══ RECORDED DATA
//! Scraper configuration.
//!
//! Loaded from a TOML file:
//! - Scrape cadence, timeouts and ports at the top level
//! - `[sync]`: the `InferenceStack` pool sync loop
//! - `[sink]`: the ClickHouse endpoint rows are written to
//! - `[[clusters]]`: clusters to scrape, by kubeconfig context or in-cluster
//! - `[[pools]]`: pools known before the first sync

use std::collections::HashSet;
use std::path::{Path, PathBuf};
use std::time::Duration;

use serde::{Deserialize, Serialize};

use crate::error::ScraperError;
use crate::fetch::DEFAULT_BODY_LIMIT;
use crate::kubernetes::InferenceStackResource;
use crate::pools::Pool;
use crate::scraper::ScrapeSettings;
use crate::sync::SyncSettings;

/// Selector for the DCGM exporter daemonset pods.
pub const DEFAULT_GPU_EXPORTER_SELECTOR: &str = "app.kubernetes.io/name=dcgm-exporter";

/// Pool sync settings.
#[derive(Debug, Clone, Serialize, Deserialize, PartialEq, Eq)]
#[serde(default)]
pub struct SyncConfig {
    /// Whether to run the pool sync loop.
    pub enabled: bool,
    /// Seconds between syncs.
    pub interval_secs: u64,
    /// Per-cluster list timeout in seconds.
    pub timeout_secs: u64,
    /// The `InferenceStack` custom resource to list.
    pub inference_stack: InferenceStackResource,
}

impl Default for SyncConfig {
    fn default() -> Self {
        Self {
            enabled: true,
            interval_secs: 30,
            timeout_secs: 10,
            inference_stack: InferenceStackResource::default(),
        }
    }
}

/// ClickHouse sink settings.
#[derive(Debug, Clone, Serialize, Deserialize, PartialEq, Eq)]
#[serde(default)]
pub struct SinkConfig {
    /// HTTP interface URL, e.g. `http://clickhouse:8123`.
    pub url: String,
    /// Database holding the metrics tables.
    pub database: String,
    /// User name, if authentication is enabled.
    pub user: Option<String>,
    /// Password, if authentication is enabled.
    pub password: Option<String>,
    /// Per-pod snapshot table.
    pub pod_table: String,
    /// Pool rollup table.
    pub rollup_table: String,
    /// Insert timeout in seconds.
    pub timeout_secs: u64,
}

impl Default for SinkConfig {
    fn default() -> Self {
        Self {
            url: "http://localhost:8123".to_string(),
            database: "default".to_string(),
            user: None,
            password: None,
            pod_table: "ngf_pod_metrics".to_string(),
            rollup_table: "ngf_inference_metrics_1m".to_string(),
            timeout_secs: 10,
        }
    }
}

/// How to reach one cluster.
///
/// With neither `kubeconfig` nor `context` set the connection is inferred:
/// `$KUBECONFIG` or `~/.kube/config` if present, otherwise the in-cluster
/// service account.
#[derive(Debug, Clone, Serialize, Deserialize, PartialEq, Eq)]
pub struct ClusterConfig {
    /// Cluster name used in rows and counter keys.
    pub name: String,
    /// Kubeconfig file to load.
    #[serde(default, skip_serializing_if = "Option::is_none")]
    pub kubeconfig: Option<PathBuf>,
    /// Kubeconfig context; the file's current context when unset.
    #[serde(default, skip_serializing_if = "Option::is_none")]
    pub context: Option<String>,
}

impl ClusterConfig {
    /// Describes where the connection settings come from.
    #[must_use]
    pub fn source(&self) -> String {
        match (&self.kubeconfig, &self.context) {
            (Some(path), Some(context)) => format!("{} (context {context})", path.display()),
            (Some(path), None) => path.display().to_string(),
            (None, Some(context)) => format!("default kubeconfig (context {context})"),
            (None, None) => "inferred (kubeconfig or in-cluster)".to_string(),
        }
    }
}

/// Main scraper configuration.
#[derive(Debug, Clone, Serialize, Deserialize, PartialEq)]
#[serde(default)]
pub struct ScraperConfig {
    /// Seconds between scrape cycles.
    pub interval_secs: u64,
    /// Seconds after which an unseen pod's counter state is dropped.
    pub staleness_secs: u64,
    /// Per-pod fetch timeout in seconds.
    pub pod_timeout_secs: u64,
    /// Pod discovery timeout in seconds.
    pub discovery_timeout_secs: u64,
    /// GPU exporter discovery timeout in seconds.
    pub gpu_discovery_timeout_secs: u64,
    /// Port the serving runtime exposes metrics on.
    pub metrics_port: u16,
    /// Port the GPU exporter listens on.
    pub gpu_exporter_port: u16,
    /// Label selector for GPU exporter pods.
    pub gpu_exporter_selector: String,
    /// Maximum bytes read from one metrics response.
    pub max_body_bytes: usize,
    /// Pods of one pool scraped at the same time.
    pub max_concurrent_pod_scrapes: usize,
    /// Pool sync loop.
    pub sync: SyncConfig,
    /// Time-series sink. Required unless running dry.
    pub sink: Option<SinkConfig>,
    /// Clusters to scrape.
    pub clusters: Vec<ClusterConfig>,
    /// Pools known ahead of the first sync.
    pub pools: Vec<Pool>,
}

impl Default for ScraperConfig {
    fn default() -> Self {
        Self {
            interval_secs: 15,
            staleness_secs: 600,
            pod_timeout_secs: 5,
            discovery_timeout_secs: 5,
            gpu_discovery_timeout_secs: 10,
            metrics_port: 8000,
            gpu_exporter_port: 9400,
            gpu_exporter_selector: DEFAULT_GPU_EXPORTER_SELECTOR.to_string(),
            max_body_bytes: DEFAULT_BODY_LIMIT,
            max_concurrent_pod_scrapes: 8,
            sync: SyncConfig::default(),
            sink: None,
            clusters: Vec::new(),
            pools: Vec::new(),
        }
    }
}

impl ScraperConfig {
    /// Load configuration from a TOML file.
    ///
    /// # Errors
    ///
    /// Returns an error if the file cannot be read, parsed or validated.
    pub fn from_file(path: impl AsRef<Path>) -> Result<Self, ScraperError> {
        let content = std::fs::read_to_string(path.as_ref()).map_err(|e| {
            ScraperError::Config(format!(
                "failed to read config file '{}': {e}",
                path.as_ref().display()
            ))
        })?;

        Self::from_toml(&content)
    }

    /// Parse configuration from a TOML string.
    ///
    /// # Errors
    ///
    /// Returns an error if the TOML is invalid or fails validation.
    pub fn from_toml(content: &str) -> Result<Self, ScraperError> {
        let config: Self = toml::from_str(content)
            .map_err(|e| ScraperError::Config(format!("invalid TOML: {e}")))?;

        config.validate()?;
        Ok(config)
    }

    /// Serialize to TOML.
    ///
    /// # Errors
    ///
    /// Returns an error if serialization fails.
    pub fn to_toml(&self) -> Result<String, ScraperError> {
        toml::to_string_pretty(self)
            .map_err(|e| ScraperError::Config(format!("failed to serialize config: {e}")))
    }

    /// A starting point for a new deployment.
    #[must_use]
    pub fn sample() -> Self {
        Self {
            sink: Some(SinkConfig::default()),
            clusters: vec![ClusterConfig {
                name: "local".to_string(),
                kubeconfig: None,
                context: None,
            }],
            ..Self::default()
        }
    }

    /// Validate the configuration.
    ///
    /// # Errors
    ///
    /// Returns an error if any configuration values are invalid.
    pub fn validate(&self) -> Result<(), ScraperError> {
        for (field, value) in [
            ("interval_secs", self.interval_secs),
            ("staleness_secs", self.staleness_secs),
            ("pod_timeout_secs", self.pod_timeout_secs),
            ("discovery_timeout_secs", self.discovery_timeout_secs),
            ("gpu_discovery_timeout_secs", self.gpu_discovery_timeout_secs),
        ] {
            if value == 0 {
                return Err(ScraperError::Config(format!(
                    "{field} must be greater than 0"
                )));
            }
        }

        if self.metrics_port == 0 || self.gpu_exporter_port == 0 {
            return Err(ScraperError::Config("ports must be non-zero".to_string()));
        }

        if self.max_body_bytes == 0 {
            return Err(ScraperError::Config(
                "max_body_bytes must be greater than 0".to_string(),
            ));
        }

        if self.max_concurrent_pod_scrapes == 0 {
            return Err(ScraperError::Config(
                "max_concurrent_pod_scrapes must be greater than 0".to_string(),
            ));
        }

        if self.sync.enabled && (self.sync.interval_secs == 0 || self.sync.timeout_secs == 0) {
            return Err(ScraperError::Config(
                "sync.interval_secs and sync.timeout_secs must be greater than 0".to_string(),
            ));
        }

        if let Some(sink) = &self.sink {
            if !is_http_url(&sink.url) {
                return Err(ScraperError::Config(
                    "sink.url must start with http:// or https://".to_string(),
                ));
            }
            if sink.pod_table.is_empty() || sink.rollup_table.is_empty() {
                return Err(ScraperError::Config(
                    "sink table names cannot be empty".to_string(),
                ));
            }
        }

        let mut names = HashSet::new();
        for cluster in &self.clusters {
            if cluster.name.is_empty() {
                return Err(ScraperError::Config(
                    "cluster name cannot be empty".to_string(),
                ));
            }
            if cluster.name.contains('/') {
                return Err(ScraperError::Config(format!(
                    "cluster name '{}' cannot contain '/'",
                    cluster.name
                )));
            }
            if !names.insert(cluster.name.as_str()) {
                return Err(ScraperError::Config(format!(
                    "duplicate cluster name '{}'",
                    cluster.name
                )));
            }
            if cluster.context.as_deref().is_some_and(str::is_empty) {
                return Err(ScraperError::Config(format!(
                    "cluster '{}' context cannot be empty",
                    cluster.name
                )));
            }
        }

        if self.pools.iter().any(|p| p.name.is_empty()) {
            return Err(ScraperError::Config("pool name cannot be empty".to_string()));
        }

        Ok(())
    }

    /// Settings for the scrape orchestrator.
    #[must_use]
    pub fn scrape_settings(&self) -> ScrapeSettings {
        ScrapeSettings {
            interval: Duration::from_secs(self.interval_secs),
            staleness: Duration::from_secs(self.staleness_secs),
            pod_timeout: Duration::from_secs(self.pod_timeout_secs),
            discovery_timeout: Duration::from_secs(self.discovery_timeout_secs),
            gpu_discovery_timeout: Duration::from_secs(self.gpu_discovery_timeout_secs),
            metrics_port: self.metrics_port,
            gpu_exporter_port: self.gpu_exporter_port,
            gpu_exporter_selector: self.gpu_exporter_selector.clone(),
            max_body_bytes: self.max_body_bytes,
            max_concurrent_pod_scrapes: self.max_concurrent_pod_scrapes,
        }
    }

    /// Settings for the pool sync loop.
    #[must_use]
    pub fn sync_settings(&self) -> SyncSettings {
        SyncSettings {
            interval: Duration::from_secs(self.sync.interval_secs),
            timeout: Duration::from_secs(self.sync.timeout_secs),
        }
    }
}

fn is_http_url(url: &str) -> bool {
    url.starts_with("http://") || url.starts_with("https://")
}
════
#### EXERCISE GOAL
From the entries above, extract only the lines running from the one containing "impl Default for SinkConfig" through the one containing "match (&self.kubeconfig, &self.context)", inclusive.

#### WRITTEN ANSWER
impl Default for SinkConfig {
    fn default() -> Self {
        Self {
            url: "http://localhost:8123".to_string(),
            database: "default".to_string(),
            user: None,
            password: None,
            pod_table: "ngf_pod_metrics".to_string(),
            rollup_table: "ngf_inference_metrics_1m".to_string(),
            timeout_secs: 10,
        }
    }
}

/// How to reach one cluster.
///
/// With neither `kubeconfig` nor `context` set the connection is inferred:
/// `$KUBECONFIG` or `~/.kube/config` if present, otherwise the in-cluster
/// service account.
#[derive(Debug, Clone, Serialize, Deserialize, PartialEq, Eq)]
pub struct ClusterConfig {
    /// Cluster name used in rows and counter keys.
    pub name: String,
    /// Kubeconfig file to load.
    #[serde(default, skip_serializing_if = "Option::is_none")]
    pub kubeconfig: Option<PathBuf>,
    /// Kubeconfig context; the file's current context when unset.
    #[serde(default, skip_serializing_if = "Option::is_none")]
    pub context: Option<String>,
}

impl ClusterConfig {
    /// Describes where the connection settings come from.
    #[must_use]
    pub fn source(&self) -> String {
        match (&self.kubeconfig, &self.context) {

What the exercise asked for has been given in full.